Prezydent Janukowycz wyznał, że słowo „reformy” już „denerwuje społeczeństwo” i dlatego mówi dziś o „przekształceniach”. Wyznał to na spotkaniu z kołami biznesowymi i władzami województwa donieckiego.
„Stabilność jest kwestią, o której dosyć często mówimy. Stabilność, spadkowość itd. To jest właśnie to, co jest potrzebne naszemu państwu, żebyśmy mogli dokonać wielką ilość przekształceń,” – powiedział Janukowycz. I dodał: „Wiecie, że słowo „reformy” denerwuje społeczeństwo. Tak czy nie? Chyba tak. Jest taki nieprzyjemny osad. Więc mówię – przekształcenia”.
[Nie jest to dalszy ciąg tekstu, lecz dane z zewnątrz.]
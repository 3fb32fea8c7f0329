//! System-structure files: a whole execution described in TOML.
//!
//! ```toml
//! start_time = 0.0
//!
//! [algorithm]
//! type      = "fixed_step"
//! step_size = 0.1
//!
//! [[simulators]]
//! name   = "a"
//! source = "builtin:identity"
//! initial_values = { realIn = 1.5 }
//!
//! [[simulators]]
//! name   = "b"
//! source = "builtin:identity"
//!
//! [[connections]]
//! source = "a.realOut"
//! target = "b.realIn"
//! ```
//!
//! An `ecco` algorithm takes the [`EccoParams`] fields (all optional) plus
//! `power_bonds`, each naming `a_output`, `a_input`, `b_output`, `b_input`
//! as `"slave.variable"`.
//!
//! A path may name the file itself or a directory holding
//! [`SYSTEM_STRUCTURE_FILE`].

use std::collections::BTreeMap;
use std::path::{Path, PathBuf};
use std::sync::Arc;

use parking_lot::Mutex;
use serde::Deserialize;
use tracing::info;

use cosim_core::{
    CosimError, CosimResult, Duration, ScalarValue, SlaveIndex, TimePoint, VariableId, VariableType,
};

use crate::algorithm::{EccoAlgorithm, EccoParams, FixedStepAlgorithm, PowerBond, SharedAlgorithm};
use crate::execution::Execution;
use crate::models::ModelResolver;

/// File looked up when a system-structure path names a directory.
pub const SYSTEM_STRUCTURE_FILE: &str = "SystemStructure.toml";

// ── Values ───────────────────────────────────────────────────────────────────

/// A literal value in a configuration or scenario file, converted to the
/// target variable's kind on use.
#[derive(Clone, Debug, PartialEq, Deserialize)]
#[serde(untagged)]
pub enum ConfigValue {
    Boolean(bool),
    Integer(i64),
    Real(f64),
    String(String),
}

impl ConfigValue {
    pub fn to_scalar(&self, kind: VariableType) -> CosimResult<ScalarValue> {
        let mismatch = || CosimError::BadFile(format!("value {self:?} does not fit a {kind} variable"));
        Ok(match (kind, self) {
            (VariableType::Real, ConfigValue::Real(v))          => ScalarValue::Real(*v),
            (VariableType::Real, ConfigValue::Integer(v))       => ScalarValue::Real(*v as f64),
            (VariableType::Integer, ConfigValue::Integer(v))    => {
                ScalarValue::Integer(i32::try_from(*v).map_err(|_| mismatch())?)
            }
            (VariableType::Boolean, ConfigValue::Boolean(v))    => ScalarValue::Boolean(*v),
            (VariableType::String, ConfigValue::String(v))      => ScalarValue::String(v.clone()),
            _ => return Err(mismatch()),
        })
    }
}

// ── File format ──────────────────────────────────────────────────────────────

#[derive(Clone, Debug, Deserialize)]
pub struct SystemStructure {
    #[serde(default)]
    pub start_time:  Option<f64>,
    #[serde(default)]
    pub algorithm:   Option<AlgorithmConfig>,
    #[serde(default)]
    pub simulators:  Vec<SimulatorConfig>,
    #[serde(default)]
    pub connections: Vec<ConnectionConfig>,
}

#[derive(Clone, Debug, Deserialize)]
#[serde(tag = "type", rename_all = "snake_case")]
pub enum AlgorithmConfig {
    FixedStep {
        step_size: f64,
    },
    Ecco {
        #[serde(default)]
        safety_factor:   Option<f64>,
        #[serde(default)]
        step_size:       Option<f64>,
        #[serde(default)]
        min_step_size:   Option<f64>,
        #[serde(default)]
        max_step_size:   Option<f64>,
        #[serde(default)]
        min_change_rate: Option<f64>,
        #[serde(default)]
        max_change_rate: Option<f64>,
        #[serde(default)]
        abs_tolerance:   Option<f64>,
        #[serde(default)]
        rel_tolerance:   Option<f64>,
        #[serde(default)]
        p_gain:          Option<f64>,
        #[serde(default)]
        i_gain:          Option<f64>,
        #[serde(default)]
        power_bonds:     Vec<PowerBondConfig>,
    },
}

#[derive(Clone, Debug, Deserialize)]
pub struct SimulatorConfig {
    pub name:           String,
    pub source:         String,
    #[serde(default)]
    pub initial_values: BTreeMap<String, ConfigValue>,
}

#[derive(Clone, Debug, Deserialize)]
pub struct ConnectionConfig {
    pub source: String,
    pub target: String,
}

#[derive(Clone, Debug, Deserialize)]
pub struct PowerBondConfig {
    pub a_output: String,
    pub a_input:  String,
    pub b_output: String,
    pub b_input:  String,
}

/// Read and parse a system-structure file (or directory).
pub fn load_system_structure(path: &Path) -> CosimResult<SystemStructure> {
    let file: PathBuf = if path.is_dir() {
        path.join(SYSTEM_STRUCTURE_FILE)
    } else {
        path.to_path_buf()
    };
    let text = std::fs::read_to_string(&file)?;
    toml::from_str(&text).map_err(|e| CosimError::BadFile(format!("{}: {e}", file.display())))
}

// ── Building ─────────────────────────────────────────────────────────────────

/// Caller-supplied replacements for values in the file.
#[derive(Copy, Clone, Debug, Default)]
pub struct ExecutionOverrides {
    pub start_time: Option<TimePoint>,
    /// Forces a fixed-step algorithm with this step, ignoring the file's.
    pub step_size:  Option<Duration>,
}

/// An execution built from a system structure, plus its name→index map.
pub struct BuiltSystem {
    pub execution: Execution,
    pub entities:  BTreeMap<String, SlaveIndex>,
}

fn split_qualified(name: &str) -> CosimResult<(&str, &str)> {
    name.split_once('.')
        .ok_or_else(|| CosimError::BadFile(format!("'{name}' is not of the form slave.variable")))
}

fn find(execution: &Execution, qualified: &str) -> CosimResult<VariableId> {
    let (slave, variable) = split_qualified(qualified)?;
    execution.find_variable(slave, variable)
}

fn ecco_params(config: &AlgorithmConfig) -> Option<EccoParams> {
    let AlgorithmConfig::Ecco {
        safety_factor,
        step_size,
        min_step_size,
        max_step_size,
        min_change_rate,
        max_change_rate,
        abs_tolerance,
        rel_tolerance,
        p_gain,
        i_gain,
        ..
    } = config
    else {
        return None;
    };
    let d = EccoParams::default();
    Some(EccoParams {
        safety_factor:   safety_factor.unwrap_or(d.safety_factor),
        step_size:       step_size.unwrap_or(d.step_size),
        min_step_size:   min_step_size.unwrap_or(d.min_step_size),
        max_step_size:   max_step_size.unwrap_or(d.max_step_size),
        min_change_rate: min_change_rate.unwrap_or(d.min_change_rate),
        max_change_rate: max_change_rate.unwrap_or(d.max_change_rate),
        abs_tolerance:   abs_tolerance.unwrap_or(d.abs_tolerance),
        rel_tolerance:   rel_tolerance.unwrap_or(d.rel_tolerance),
        p_gain:          p_gain.unwrap_or(d.p_gain),
        i_gain:          i_gain.unwrap_or(d.i_gain),
    })
}

/// Instantiate every simulator, connection, initial value, and power bond
/// of `structure`.
pub fn build_execution(
    structure: &SystemStructure,
    resolver:  &ModelResolver,
    overrides: ExecutionOverrides,
) -> CosimResult<BuiltSystem> {
    let start = overrides
        .start_time
        .or(structure.start_time.map(TimePoint::from_secs_f64))
        .unwrap_or_default();

    let mut ecco = None;
    let algorithm: SharedAlgorithm = match (overrides.step_size, &structure.algorithm) {
        (Some(step), _) => Arc::new(Mutex::new(FixedStepAlgorithm::new(step)?)),
        (None, Some(AlgorithmConfig::FixedStep { step_size })) => {
            Arc::new(Mutex::new(FixedStepAlgorithm::new(Duration::from_secs_f64(*step_size))?))
        }
        (None, Some(config)) => {
            let params = ecco_params(config).unwrap_or_default();
            let algo = Arc::new(Mutex::new(EccoAlgorithm::new(params)?));
            ecco = Some(algo.clone());
            algo
        }
        (None, None) => {
            return Err(CosimError::BadFile(
                "the system structure names no algorithm and no step size was given".into(),
            ));
        }
    };

    let mut execution = Execution::new(start, algorithm);
    let mut entities = BTreeMap::new();
    for sim in &structure.simulators {
        let slave = resolver.resolve(&sim.source)?;
        let index = execution.add_slave(slave, &sim.name)?;
        entities.insert(sim.name.clone(), index);
    }

    for sim in &structure.simulators {
        for (name, raw) in &sim.initial_values {
            let id = execution.find_variable(&sim.name, name)?;
            execution.set_initial_value(id.slave, id.reference, raw.to_scalar(id.kind)?)?;
        }
    }

    for c in &structure.connections {
        let source = find(&execution, &c.source)?;
        let target = find(&execution, &c.target)?;
        execution.connect_variables(source, target)?;
    }

    if let (Some(algo), Some(AlgorithmConfig::Ecco { power_bonds, .. })) = (ecco, &structure.algorithm) {
        let mut algo = algo.lock();
        for bond in power_bonds {
            let (a_out, a_in) = (find(&execution, &bond.a_output)?, find(&execution, &bond.a_input)?);
            let (b_out, b_in) = (find(&execution, &bond.b_output)?, find(&execution, &bond.b_input)?);
            if a_out.slave != a_in.slave || b_out.slave != b_in.slave {
                return Err(CosimError::BadFile("both ends of a power bond side must be on one slave".into()));
            }
            algo.add_power_bond(PowerBond {
                slave_a:  a_out.slave,
                output_a: a_out.reference,
                input_a:  a_in.reference,
                slave_b:  b_out.slave,
                output_b: b_out.reference,
                input_b:  b_in.reference,
            });
        }
    }

    info!(
        simulators = entities.len(),
        connections = structure.connections.len(),
        start = %start,
        "execution built from system structure"
    );
    Ok(BuiltSystem { execution, entities })
}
Głowa państwa podkreślił po raz kolejny, że „musimy modernizować nasze państwo, wiele aspektów naszego życia tak, żeby osiągnąć najlepsze standardy, które są już sprawdzone w świecie. Do tego dążymy”. Dla integracji Ukrainy ze wspólnotą europejską nasz kraj „powinien wykonać zadanie domowe,” – zaznaczył prezydent.
„Gdy mówimy o integracji europejskiej, to na pierwszym miejscu stoi nasze zadanie domowe. Robimy to nie dla kogoś i nie komuś zdajemy egzamin. Robimy to dla siebie, dla przyszłych pokoleń, robimy to dla tego, żeby te standardy życia, które panują w świecie, w społeczeństwie, najlepsze, były i u nas, w naszym kraju, na naszej ziemi,” – wyjaśnił prezydent. Potem zwrócił się do obecnych: „Nie jesteście przeciwko? Nie? Tak, dobrze, dziękuję”.
Po tych słowach na sali zabrzmiały oklaski, a Wiktor Janukowycz powiedział: „Drodzy przyjaciele, koledzy. Chcę życzyć wam, żeby jak i wcześniej pozostawaliście liderami w rozwiązywaniu trudnych pytań, które, naturalnie, wynikają w naszym życiu. Wiem, że Donbas ma wielki duchowy potencjał”.